In his characteristically relentless pursuit of new friends, Andrew soon managed to unearth a wealthy Athenian family called the Gerardos, whose vast holiday home sprawled arrogantly across about a quarter of the island. After our first dinner with them Andrew cheerfully listed their excellent qualities as he undressed that evening and even announced Dimitri was a ‘regular bloke’. Regular was a term he used often to describe people he liked. It meant steady and predictable. No worrying eccentricities or outspoken ideas. A fish that swam with the rest of the shoal. This was just as well, since the Aegean had virtually been fished dry and Dimitri’s frozen foods company was probably responsible for it.

Within days Andrew knew everything there was to know about the Gerardos, although they knew very little about us. Despite being loquacious, Andrew seldom gave out personal information. He was a conversational cuckoo who nested in the minutiae of other people’s private lives while offering nothing of his own. This he prided himself in.

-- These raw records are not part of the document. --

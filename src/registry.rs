//! Room registry
//!
//! Maps room ids to rooms. Rooms are created on first join (or explicitly
//! configured beforehand) and removed on teardown or after sitting empty.

use std::collections::BTreeMap;
use std::time::{Duration, Instant};

use thiserror::Error;

use crate::RoomId;
use crate::room::Room;
use crate::sim::Variant;

#[derive(Error, Debug, Clone, PartialEq, Eq)]
pub enum RegistryError {
    #[error("Room {0} already exists")]
    RoomExists(RoomId),
}

struct RoomEntry {
    room: Room,
    /// Set while no seat is taken
    idle_since: Option<Instant>,
}

/// Owns every live room, iterated in id order
pub struct RoomRegistry {
    rooms: BTreeMap<RoomId, RoomEntry>,
    default_variant: Variant,
    base_seed: u64,
}

impl Default for RoomRegistry {
    fn default() -> Self {
        Self::new(Variant::default(), 0)
    }
}

impl RoomRegistry {
    pub fn new(default_variant: Variant, base_seed: u64) -> Self {
        Self {
            rooms: BTreeMap::new(),
            default_variant,
            base_seed,
        }
    }

    pub fn default_variant(&self) -> &Variant {
        &self.default_variant
    }

    /// Tint seed for a room, stable for a given id and base seed
    pub fn seed_for(&self, room_id: &str) -> u64 {
        // FNV-1a
        let mut hash: u64 = 0xcbf2_9ce4_8422_2325;
        for byte in room_id.bytes() {
            hash ^= byte as u64;
            hash = hash.wrapping_mul(0x0100_0000_01b3);
        }
        hash ^ self.base_seed
    }

    /// Room with the given id, created with the default rules if missing.
    /// A new room starts its empty-room clock at `now`.
    pub fn get_or_create(&mut self, room_id: &str, now: Instant) -> &mut Room {
        let seed = self.seed_for(room_id);
        let variant = &self.default_variant;
        let entry = self.rooms.entry(room_id.to_string()).or_insert_with(|| {
            log::info!("Created room {} ({})", room_id, variant.preset.as_str());
            RoomEntry {
                room: Room::new(room_id, variant.clone(), seed),
                idle_since: Some(now),
            }
        });
        &mut entry.room
    }

    /// Create a room with explicit rules. Fails if the id is taken.
    pub fn create_with(
        &mut self,
        room_id: &str,
        variant: Variant,
        now: Instant,
    ) -> Result<&mut Room, RegistryError> {
        if self.rooms.contains_key(room_id) {
            return Err(RegistryError::RoomExists(room_id.to_string()));
        }
        log::info!("Created room {} ({})", room_id, variant.preset.as_str());
        let room = Room::new(room_id, variant, self.seed_for(room_id));
        let entry = self
            .rooms
            .entry(room_id.to_string())
            .or_insert(RoomEntry {
                room,
                idle_since: Some(now),
            });
        Ok(&mut entry.room)
    }

    pub fn get(&self, room_id: &str) -> Option<&Room> {
        self.rooms.get(room_id).map(|e| &e.room)
    }

    pub fn get_mut(&mut self, room_id: &str) -> Option<&mut Room> {
        self.rooms.get_mut(room_id).map(|e| &mut e.room)
    }

    pub fn contains(&self, room_id: &str) -> bool {
        self.rooms.contains_key(room_id)
    }

    /// Remove a room. Removing an unknown id is a no-op.
    pub fn remove(&mut self, room_id: &str) -> Option<Room> {
        let entry = self.rooms.remove(room_id)?;
        log::info!("Removed room {}", room_id);
        Some(entry.room)
    }

    /// Rooms in stable id order
    pub fn rooms_mut(&mut self) -> impl Iterator<Item = &mut Room> {
        self.rooms.values_mut().map(|e| &mut e.room)
    }

    pub fn len(&self) -> usize {
        self.rooms.len()
    }

    pub fn is_empty(&self) -> bool {
        self.rooms.is_empty()
    }

    /// Start the empty-room clock (kept if already running)
    pub fn mark_idle(&mut self, room_id: &str, now: Instant) {
        if let Some(entry) = self.rooms.get_mut(room_id) {
            entry.idle_since.get_or_insert(now);
        }
    }

    pub fn mark_active(&mut self, room_id: &str) {
        if let Some(entry) = self.rooms.get_mut(room_id) {
            entry.idle_since = None;
        }
    }

    /// Ids of rooms that have been empty for at least `timeout`
    pub fn expired_idle(&self, now: Instant, timeout: Duration) -> Vec<RoomId> {
        self.rooms
            .iter()
            .filter(|(_, entry)| {
                entry
                    .idle_since
                    .is_some_and(|since| now.saturating_duration_since(since) >= timeout)
            })
            .map(|(id, _)| id.clone())
            .collect()
    }
}

#[cfg(test)]
mod tests {
    use super::*;
    use crate::sim::VariantPreset;

    #[test]
    fn test_get_or_create_reuses_room() {
        let mut registry = RoomRegistry::default();
        let now = Instant::now();
        registry.get_or_create("abc", now).join("alice").unwrap();
        assert_eq!(registry.get_or_create("abc", now).seat_of("alice"), Some(0));
        assert_eq!(registry.len(), 1);
    }

    #[test]
    fn test_create_with_rejects_existing() {
        let mut registry = RoomRegistry::default();
        let now = Instant::now();
        let room = registry
            .create_with("duel", VariantPreset::Duel.variant(), now)
            .unwrap();
        assert_eq!(room.variant().preset, VariantPreset::Duel);
        assert_eq!(
            registry
                .create_with("duel", VariantPreset::Solo.variant(), now)
                .err(),
            Some(RegistryError::RoomExists("duel".into()))
        );
        // get_or_create keeps the configured rules
        assert_eq!(
            registry.get_or_create("duel", now).variant().preset,
            VariantPreset::Duel
        );
    }

    #[test]
    fn test_remove_absent_is_noop() {
        let mut registry = RoomRegistry::default();
        let now = Instant::now();
        registry.get_or_create("a", now);
        assert!(registry.remove("b").is_none());
        assert!(registry.remove("a").is_some());
        assert!(registry.remove("a").is_none());
        assert!(registry.is_empty());
    }

    #[test]
    fn test_rooms_iterate_in_id_order() {
        let mut registry = RoomRegistry::default();
        let now = Instant::now();
        for id in ["c", "a", "b"] {
            registry.get_or_create(id, now);
        }
        let ids: Vec<String> = registry.rooms_mut().map(|r| r.id().to_string()).collect();
        assert_eq!(ids, vec!["a", "b", "c"]);
    }

    #[test]
    fn test_seed_is_stable_per_room() {
        let registry = RoomRegistry::new(Variant::default(), 9);
        assert_eq!(registry.seed_for("room"), registry.seed_for("room"));
        assert_ne!(registry.seed_for("room"), registry.seed_for("other"));
        assert_ne!(
            registry.seed_for("room"),
            RoomRegistry::new(Variant::default(), 10).seed_for("room")
        );
    }

    #[test]
    fn test_idle_expiry() {
        let mut registry = RoomRegistry::default();
        let start = Instant::now();
        registry.get_or_create("empty", start);
        registry.get_or_create("busy", start);
        registry.mark_active("busy");
        registry.mark_active("empty");
        registry.mark_idle("empty", start);
        // A second mark keeps the original start
        registry.mark_idle("empty", start + Duration::from_secs(30));

        let timeout = Duration::from_secs(60);
        assert!(registry.expired_idle(start + Duration::from_secs(59), timeout).is_empty());
        assert_eq!(
            registry.expired_idle(start + Duration::from_secs(60), timeout),
            vec!["empty".to_string()]
        );
    }

    #[test]
    fn test_new_room_idles_from_creation_time() {
        let mut registry = RoomRegistry::default();
        let created = Instant::now() + Duration::from_secs(600);
        registry.get_or_create("joined", created);
        registry
            .create_with("configured", VariantPreset::Duel.variant(), created)
            .unwrap();

        // Expiry is measured from the supplied time, not the wall clock
        let timeout = Duration::from_secs(60);
        assert!(registry.expired_idle(created + Duration::from_secs(59), timeout).is_empty());
        assert_eq!(
            registry.expired_idle(created + timeout, timeout),
            vec!["configured".to_string(), "joined".to_string()]
        );

        // An existing room keeps its original clock
        registry.get_or_create("joined", created + Duration::from_secs(30));
        assert_eq!(registry.expired_idle(created + timeout, timeout).len(), 2);
    }
}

The fact that he could extract the most delicate of confessions from people at dinner parties and leave a full six hours later untarnished by the shabby business of reciprocal self-disclosure.

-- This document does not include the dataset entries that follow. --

//! Lobby-facing room metadata
//!
//! The lobby service stores a small summary per room so matchmaking can show
//! seat occupancy and final results. Writes are best-effort.

use serde::{Deserialize, Serialize};

use crate::UserId;
use crate::sim::{RoomPhase, Variant, VariantPreset};

/// Summary pushed to the lobby on seat changes and at the end of a game
#[derive(Debug, Clone, PartialEq, Serialize, Deserialize)]
#[serde(rename_all = "camelCase")]
pub struct LobbyState {
    pub variant: VariantPreset,
    pub phase: RoomPhase,
    /// One entry per seat, `None` while free
    pub seats: Vec<Option<UserId>>,
    pub scores: Vec<u32>,
    #[serde(default, skip_serializing_if = "Option::is_none")]
    pub winner: Option<UserId>,
}

impl LobbyState {
    pub fn open_seats(&self) -> usize {
        self.seats.iter().filter(|s| s.is_none()).count()
    }

    pub fn is_joinable(&self) -> bool {
        self.phase != RoomPhase::Ended && self.open_seats() > 0
    }
}

/// Options chosen by the room creator
#[derive(Debug, Clone, Default, PartialEq, Serialize, Deserialize)]
#[serde(rename_all = "camelCase")]
pub struct InitialConfig {
    #[serde(default)]
    pub variant: Option<VariantPreset>,
    #[serde(default)]
    pub winning_score: Option<u32>,
}

impl InitialConfig {
    /// Resolve the room rules, falling back to `default` for unset fields
    pub fn resolve(&self, default: &Variant) -> Variant {
        let variant = match self.variant {
            Some(preset) if preset != default.preset => preset.variant(),
            _ => default.clone(),
        };
        match self.winning_score {
            Some(score) => variant.with_winning_score(Some(score)),
            None => variant,
        }
    }
}

#[cfg(test)]
mod tests {
    use super::*;

    #[test]
    fn test_initial_config_resolution() {
        let default = VariantPreset::Handoff.variant();
        assert_eq!(InitialConfig::default().resolve(&default), default);

        let config: InitialConfig =
            serde_json::from_str(r#"{"variant":"duel","winningScore":3}"#).unwrap();
        let variant = config.resolve(&default);
        assert_eq!(variant.preset, VariantPreset::Duel);
        assert_eq!(variant.winning_score, Some(3));
    }

    #[test]
    fn test_joinable() {
        let mut state = LobbyState {
            variant: VariantPreset::Duel,
            phase: RoomPhase::WaitingForPlayers,
            seats: vec![Some("alice".into()), None],
            scores: vec![0, 0],
            winner: None,
        };
        assert!(state.is_joinable());
        state.seats[1] = Some("bob".into());
        assert!(!state.is_joinable());
    }
}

Dimitri’s wife, Christina, was beautiful and vacuous. She shopped and entertained for a living. A disturbing Greek version of myself. Andrew expected me to sit with these people night after night talking about nothing. All the while the boredom and fear of desiccating into shrivelled Mediterranean olive ate away at my subconscious, smudging out what was left of me, particle by particle, causing my brain to collapse into itself like a space-time wormhole through which I slid and emerged in a parallel universe. A universe where it was no longer necessary to think or even exist, just to drift along in Andrew’s slipstream. A ribbon of fragrance that trailed in the air behind him.

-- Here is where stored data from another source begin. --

//! Brick Rally - authoritative room server for a breakout/pong arcade game
//!
//! Core modules:
//! - `sim`: Fixed-timestep room simulation (physics world, entities, tick)
//! - `room`: Per-room state machine (seating, ready gate, input, snapshots)
//! - `lobby`: Room summaries and creator options exchanged with the lobby
//! - `protocol`: Wire messages and public game-state snapshot
//! - `registry`: Room id to simulation mapping and lifecycle
//! - `gateway`: Routes sessions and input into rooms, broadcasts snapshots
//! - `server`: Tick driver and background collaborator tasks
//! - `settings`: Server configuration

pub mod gateway;
pub mod lobby;
pub mod protocol;
pub mod registry;
pub mod room;
pub mod server;
pub mod settings;
pub mod sim;

pub use gateway::{Gateway, LobbyService, TokenVerifier, Transport};
pub use registry::RoomRegistry;
pub use room::Room;
pub use settings::Settings;

/// Identifier of an authenticated user
pub type UserId = String;
/// Identifier of a room
pub type RoomId = String;

/// Game configuration constants
pub mod consts {
    /// Fixed tick interval
    pub const TICK_INTERVAL_MS: u64 = 50;
    /// Tick delta in seconds
    pub const SIM_DT: f32 = TICK_INTERVAL_MS as f32 / 1000.0;
    /// Delay between the end of a game and room teardown
    pub const END_GRACE_MS: u64 = 10_000;
    /// How long a room may sit with no seated player before it is dropped
    pub const EMPTY_ROOM_TIMEOUT_MS: u64 = 60_000;

    /// Arena is centred on the origin
    pub const ARENA_HALF_WIDTH: f32 = 128.0;
    pub const ARENA_HALF_HEIGHT: f32 = 220.0;

    /// Paddle movement speed (units/s)
    pub const PLAYER_SPEED: f32 = 200.0;
    pub const PADDLE_WIDTH: f32 = 64.0;
    pub const PADDLE_HEIGHT: f32 = 8.0;
    /// Rail line of seat 0; seat 1 mirrors it
    pub const RAIL_Y: f32 = 200.0;

    /// Ball defaults
    pub const BALL_RADIUS: f32 = 8.0;
    pub const BALL_SPEED: f32 = 100.0;

    /// Unscaled brick size
    pub const BRICK_WIDTH: f32 = 32.0;
    pub const BRICK_HEIGHT: f32 = 8.0;
    pub const BRICK_TINTS: [u32; 4] = [0x602c2c, 0x884b2b, 0xbe772b, 0xde9e41];

    /// Hand-off placement search
    pub const NUDGE_STEP: f32 = 8.0;
    pub const MAX_PLACEMENT_NUDGES: u32 = 64;
}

Andrew would vehemently have denied such an accusation if I’d ever found the courage to raise it with him, because Andrew prided himself on being a card-carrying feminist. He’d read all the literature and felt it was important to think progressively whilst behaving like a medieval laird at home.

At the end of July, he abandoned me in Iraklia to house-hunt. He had an important series of meetings in Brussels to attend and since it was ‘all agreed’ we were definitely buying, it was left to me to find a suitable abode. His instructions were clear:

West-facing.

Sea view.

Close enough to the Chora to be able to walk in for dinner.

Not so close as to be disturbed by late-night revellers.

Three to four bedrooms.

Two bathrooms.

So, not much to ask for.

After he’d gone, the Meltemi blew in from the north-east and battered the island remorselessly for seven days. My skin withered and shrivelled under its relentless onslaught. I started applying a layer of petroleum jelly as a barrier to lock in whatever moisture remained in my shrunken face. Now I looked like a shiny, white, cadaverous mummy.

Every night I’d scan the mirror for signs of damage. The line between my eyebrows that I’d botoxed before I left (another small triumph for Bridgette) was starting to re-emerge.

Ghastly stuff Botox. My friend Rene assured me it was just a gentle plumping of the skin with a product found in nature, but I Googled it and found out it was a concoction of vile toxins harvested from the Clostridium Botulinum bacteria, in other words Botulism - an illness so dangerous that each case is considered a public health emergency. By that stage my face was becoming a public health emergency, so I decided to go ahead with it anyway. Even though I was totally revolted and morally opposed, by then the line on my forehead was starting to resemble the Bristol Channel, so I had no choice. As I lay on the dentist’s chair – yes, unbelievably Dr Katz my dentist administered the shots – I could picture the poisons seeping towards my neuromuscular junctions and immobilising the acetylcholine chemical messengers. (As usual I had done way too much research). But hey-ho, if botulism was strong enough to paralyse a man, then it was good enough to paralyse my face.

The effects were remarkable, but sadly only lasted a few months. Rene suggested collagen implants, but I went right off that idea after I found out on Google that the Chinese were exporting human collagen extracted from dead convicts. Definitely a step too far.